Mr. General Secretary, Mrs. Gorbachev, Foreign Minister Shevardnadze, Ambassador and Mrs. Dubinin, and ladies and gentlemen: We're coming to the end of the second full day of your visit to our land. It's been an eventful 2 days. But now that you've seen our Nation's Capital, Mr. General Secretary, I only wish you could have a chance to meet the people who normally work and do business here. Unfortunately, they're all in Iowa and New Hampshire- [laughter] —campaigning for my job.
As everyone in the United States knows, I have a weakness for anecdotes. So, if I may, I'd like to begin with a story I was so moved by recently that I mentioned it in my address to the people of the Soviet Union. It's an account of one of our diplomats, a young man then, stationed in our Embassy in Moscow during World War II. He was there when news of victory, V-E Day reached that city, and he said Red Square erupted in a spontaneous demonstration of thankfulness and joy.
Our Embassy's chancery was just across from the Kremlin, and many of the Americans stationed there in those days were still in uniform. When they walked outside to join in the celebration, the crowd spotted them, lifted them onto their shoulders, and carried them on to Red Square. But the young diplomat said he was even more moved by the words of one Red Army major standing near him in the crowd, words filled with new found hope: "Now it's time to live," he said.
Well, Mr. General Secretary, we've accomplished much so far in this summit—a path-breaking agreement that for the first time will eliminate an entire class of U.S. and Soviet nuclear weapons. But I'm convinced that history will ultimately judge this summit and its participants not on missile count but on how far we moved together to the fulfillment of that soldier's hopes.

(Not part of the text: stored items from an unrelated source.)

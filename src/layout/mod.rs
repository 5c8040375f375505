//! The schema of a dataset.
//!
//! A [`Layout`] holds the description, the parameter, column, array and
//! associate definitions (each in a [`DefinitionTable`] with a sorted name
//! index), and the `&data` record. Adding a definition checks the name
//! against the current [`NameValidity`](crate::config::NameValidity) rules
//! and the record against its type.
//!
//! ```
//! use sdds::layout::{ColumnDefinition, Layout, ParameterDefinition};
//! use sdds::types::SddsType;
//!
//! let mut layout = Layout::new();
//! layout.add_parameter(ParameterDefinition::new("Energy", SddsType::Double).units("GeV")).unwrap();
//! layout.add_column(ColumnDefinition::new("x", SddsType::Double)).unwrap();
//! assert_eq!(layout.columns.find("x"), Some(0));
//! assert!(layout.add_column(ColumnDefinition::new("bad name", SddsType::Double)).is_err());
//! ```

pub mod definitions;
pub mod index;

pub use definitions::{
    ArrayDefinition, AssociateDefinition, ColumnDefinition, DataEncoding, DataMode, Definition,
    Description, FieldKind, FieldSpec, FieldValue, ParameterDefinition,
};
pub use index::DefinitionTable;
pub use crate::config::NameValidity;
pub use crate::io::endian::ByteOrder;

use crate::config;
use crate::error::{Result, SddsError};
use crate::format::PrintfFormat;
use crate::types::{SddsType, Value};
use regex::Regex;
use serde::{Deserialize, Serialize};
use std::sync::LazyLock;

/// Header version written and accepted.
pub const SDDS_VERSION: u32 = 5;

static STRICT_NAME: LazyLock<Regex> = LazyLock::new(|| {
    Regex::new(r"^[A-Za-z_@:#%$&/\[\]][A-Za-z0-9@:#+%\-._$&/\[\]]*$").expect("valid name pattern")
});

/// Check a name against the current validity rules.
pub fn validate_name(name: &str, class: &str) -> Result<()> {
    let bad = |why: &str| SddsError::schema(format!("invalid {class} name \"{name}\": {why}"));
    if name.is_empty() {
        return Err(bad("empty"));
    }
    if name.chars().any(char::is_whitespace) {
        return Err(bad("contains whitespace"));
    }
    if name.contains(['"', '\'']) {
        return Err(bad("contains a quote"));
    }
    match config::current().name_validity {
        NameValidity::AllowAny => Ok(()),
        NameValidity::AllowV15 => {
            if name.chars().all(|c| c.is_ascii_graphic() && c != ',') {
                Ok(())
            } else {
                Err(bad("contains a comma or non-printable character"))
            }
        }
        NameValidity::Strict => {
            if STRICT_NAME.is_match(name) {
                Ok(())
            } else {
                Err(bad("use letters, digits and @:#+%-._$&/[] not starting with a digit"))
            }
        }
    }
}

/// Complete schema of a dataset.
#[derive(Clone, Debug, Default, PartialEq, Serialize, Deserialize)]
pub struct Layout {
    pub description: Description,
    pub parameters: DefinitionTable<ParameterDefinition>,
    pub columns: DefinitionTable<ColumnDefinition>,
    pub arrays: DefinitionTable<ArrayDefinition>,
    pub associates: DefinitionTable<AssociateDefinition>,
    pub data_mode: DataMode,
}

fn check_format(format: Option<&str>, name: &str) -> Result<()> {
    if let Some(f) = format {
        PrintfFormat::parse(f)
            .map_err(|_| SddsError::schema(format!("{name}: invalid format_string \"{f}\"")))?;
    }
    Ok(())
}

pub(crate) fn check_field_length(length: i32, ty: SddsType, name: &str) -> Result<()> {
    if length < 0 {
        return Err(SddsError::schema(format!("{name}: negative field length")));
    }
    if length > 0 && ty != SddsType::String {
        return Err(SddsError::schema(format!(
            "{name}: field length is only valid for string data"
        )));
    }
    Ok(())
}

impl Layout {
    #[must_use]
    pub fn new() -> Self {
        Self::default()
    }

    pub fn add_parameter(&mut self, def: ParameterDefinition) -> Result<usize> {
        validate_name(&def.name, "parameter")?;
        check_format(def.format_string.as_deref(), &def.name)?;
        if let Some(fixed) = &def.fixed_value
            && def.sdds_type.is_numeric()
        {
            Value::scan(fixed, def.sdds_type).map_err(|_| {
                SddsError::schema(format!(
                    "parameter {}: fixed value \"{fixed}\" is not a valid {}",
                    def.name, def.sdds_type
                ))
            })?;
        }
        self.parameters.push(def)
    }

    pub fn add_column(&mut self, def: ColumnDefinition) -> Result<usize> {
        validate_name(&def.name, "column")?;
        check_format(def.format_string.as_deref(), &def.name)?;
        check_field_length(def.field_length, def.sdds_type, &def.name)?;
        self.columns.push(def)
    }

    pub fn add_array(&mut self, def: ArrayDefinition) -> Result<usize> {
        validate_name(&def.name, "array")?;
        check_format(def.format_string.as_deref(), &def.name)?;
        check_field_length(def.field_length, def.sdds_type, &def.name)?;
        if def.dimensions < 1 {
            return Err(SddsError::schema(format!(
                "array {}: dimensions must be at least 1",
                def.name
            )));
        }
        self.arrays.push(def)
    }

    pub fn add_associate(&mut self, def: AssociateDefinition) -> Result<usize> {
        validate_name(&def.name, "associate")?;
        self.associates.push(def)
    }

    /// Parameters that occupy space on each page.
    pub fn page_parameters(&self) -> impl Iterator<Item = (usize, &ParameterDefinition)> {
        self.parameters
            .iter()
            .enumerate()
            .filter(|(_, p)| p.fixed_value.is_none())
    }

    #[must_use]
    pub fn column_type(&self, index: usize) -> Option<SddsType> {
        self.columns.get(index).map(|c| c.sdds_type)
    }

    /// Schema as pretty-printed JSON.
    pub fn to_json(&self) -> std::result::Result<String, serde_json::Error> {
        serde_json::to_string_pretty(self)
    }

    pub fn from_json(text: &str) -> Result<Self> {
        serde_json::from_str(text).map_err(|e| SddsError::parse(format!("layout JSON: {e}")))
    }
}

#[cfg(test)]
mod tests {
    use super::*;

    #[test]
    fn strict_names() {
        for ok in ["x", "Energy", "s_1", "Q:x", "a.b", "[p]", "%rate"] {
            assert!(validate_name(ok, "column").is_ok(), "{ok}");
        }
        for bad in ["", "1x", ".a", "-a", "a b", "a\"b", "a,b"] {
            assert!(validate_name(bad, "column").is_err(), "{bad}");
        }
    }

    #[test]
    fn type_checks_on_add() {
        let mut layout = Layout::new();
        assert!(layout
            .add_parameter(ParameterDefinition::new("n", SddsType::Int32).fixed_value("abc"))
            .is_err());
        assert!(layout
            .add_array(ArrayDefinition::new("m", SddsType::Double, 0))
            .is_err());
        assert!(layout
            .add_column(ColumnDefinition::new("c", SddsType::Double).format_string("%q"))
            .is_err());
        assert!(layout
            .add_column(ColumnDefinition::new("c", SddsType::Double).field_length(8))
            .is_err());
        layout
            .add_column(ColumnDefinition::new("c", SddsType::String).field_length(8))
            .unwrap();
        layout
            .add_parameter(ParameterDefinition::new("n", SddsType::Int32).fixed_value("12"))
            .unwrap();
        assert_eq!(layout.page_parameters().count(), 0);
    }

    #[test]
    fn json_round_trip_rebuilds_indices() {
        let mut layout = Layout::new();
        layout.add_column(ColumnDefinition::new("b", SddsType::Float)).unwrap();
        layout.add_column(ColumnDefinition::new("a", SddsType::String)).unwrap();
        let back = Layout::from_json(&layout.to_json().unwrap()).unwrap();
        assert_eq!(back.columns.find("a"), Some(1));
        assert_eq!(back, layout);
    }
}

We have prided ourselves, Mr. General Secretary, on our realism, that we've come to this summit without illusions, with no attempts to gloss over the deep differences that divide us, differences that reach to the core values upon which our political systems are based. But we said, even so, we can make progress; even so, we can find areas of agreement and cooperation.

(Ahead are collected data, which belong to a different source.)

//! Library-wide knobs.
//!
//! SDDS keeps a handful of settings that apply to every dataset opened
//! afterwards: the I/O buffer size, compression levels, how strictly names
//! are checked, and how many messages the error stack keeps. They live in a
//! [`LibraryConfig`] held per thread; the free functions below read and
//! change the current thread's copy.
//!
//! ```
//! use sdds::config::{self, NameValidity};
//!
//! let previous = config::set_default_io_buffer_size(65536);
//! assert_eq!(previous, 262144);
//! config::set_name_validity(NameValidity::AllowAny);
//! assert_eq!(config::current().io_buffer_size, 65536);
//! config::set(config::LibraryConfig::default());
//! ```

use crate::error::{IoContext, Result, SddsError};
use serde::{Deserialize, Serialize};
use std::cell::RefCell;
use std::path::Path;

thread_local! {
    static CONFIG: RefCell<LibraryConfig> = RefCell::new(LibraryConfig::default());
}

/// Rules applied to parameter, column and array names at definition time.
#[derive(Clone, Copy, Debug, Default, PartialEq, Eq, Serialize, Deserialize)]
pub enum NameValidity {
    /// Letters, digits and `@:#+%-._$&/[]`, not starting with a digit,
    /// `.`, `+` or `-`.
    #[default]
    Strict,
    /// Any printable character except quotes, commas and whitespace.
    AllowV15,
    /// Anything non-empty without whitespace or quotes.
    AllowAny,
}

/// Settings shared by every dataset on the current thread.
#[derive(Clone, Debug, PartialEq, Serialize, Deserialize)]
#[serde(default)]
pub struct LibraryConfig {
    /// Capacity of the buffer in front of each file stream.
    pub io_buffer_size: usize,
    /// Preset used for `.xz` and `.lzma` output (0-9).
    pub lzma_level: u32,
    /// Level used for `.gz` output (0-9).
    pub gzip_level: u32,
    pub name_validity: NameValidity,
    /// Soft bound on the number of stacked error messages.
    pub error_stack_limit: usize,
    /// Maximum nesting of `&include` namelists.
    pub max_include_depth: usize,
    /// Reject a first binary row count that is negative (usually a byte
    /// order mismatch).
    pub check_row_count_sanity: bool,
}

impl Default for LibraryConfig {
    fn default() -> Self {
        Self {
            io_buffer_size: 262_144,
            lzma_level: 9,
            gzip_level: 6,
            name_validity: NameValidity::Strict,
            error_stack_limit: 100,
            max_include_depth: 16,
            check_row_count_sanity: true,
        }
    }
}

impl LibraryConfig {
    /// Load settings from a JSON file; missing keys keep their defaults.
    pub fn from_json_file(path: impl AsRef<Path>) -> Result<Self> {
        let path = path.as_ref();
        let text = std::fs::read_to_string(path)
            .io_context(|| format!("read config {}", path.display()))?;
        serde_json::from_str(&text)
            .map_err(|e| SddsError::parse(format!("config {}: {e}", path.display())))
    }

    pub fn to_json(&self) -> std::result::Result<String, serde_json::Error> {
        serde_json::to_string_pretty(self)
    }
}

/// Snapshot of the current thread's settings.
#[must_use]
pub fn current() -> LibraryConfig {
    CONFIG.with(|c| c.borrow().clone())
}

/// Replace the current thread's settings, returning the old ones.
pub fn set(config: LibraryConfig) -> LibraryConfig {
    CONFIG.with(|c| std::mem::replace(&mut *c.borrow_mut(), config))
}

/// Edit the current thread's settings in place.
pub fn update<F: FnOnce(&mut LibraryConfig)>(f: F) {
    CONFIG.with(|c| f(&mut c.borrow_mut()));
}

/// Set the default buffer size; zero restores the default. Returns the old value.
pub fn set_default_io_buffer_size(size: usize) -> usize {
    let size = if size == 0 {
        LibraryConfig::default().io_buffer_size
    } else {
        size
    };
    CONFIG.with(|c| std::mem::replace(&mut c.borrow_mut().io_buffer_size, size))
}

/// Set the xz/lzma preset, clamped to 0-9.
pub fn set_lzma_compression_level(level: u32) {
    update(|c| c.lzma_level = level.min(9));
}

#[must_use]
pub fn lzma_compression_level() -> u32 {
    CONFIG.with(|c| c.borrow().lzma_level)
}

pub fn set_name_validity(validity: NameValidity) {
    update(|c| c.name_validity = validity);
}

pub fn set_error_stack_limit(limit: usize) {
    update(|c| c.error_stack_limit = limit.max(1));
}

But perhaps in this Christmas season, we should look at an even deeper and more enduring realism. It is a reality that precedes states and governments, that precedes and surpasses the temporary realities of ideology and politics. It is the reality that binds each of us as individual souls, the bond that united Soviets and Americans in exultation and thanksgiving on that day of peace, 42 years ago.
General Secretary Gorbachev, you've declared that in your own country there is a need for greater glasnost, or openness, and the world watches expectantly and with great hopes to see this promise fulfilled. For in talking of openness and promising truth, you've called on the deepest hungers of the human heart, hungers shared by all, whether they be Soviet or American or the citizens of any nation on Earth.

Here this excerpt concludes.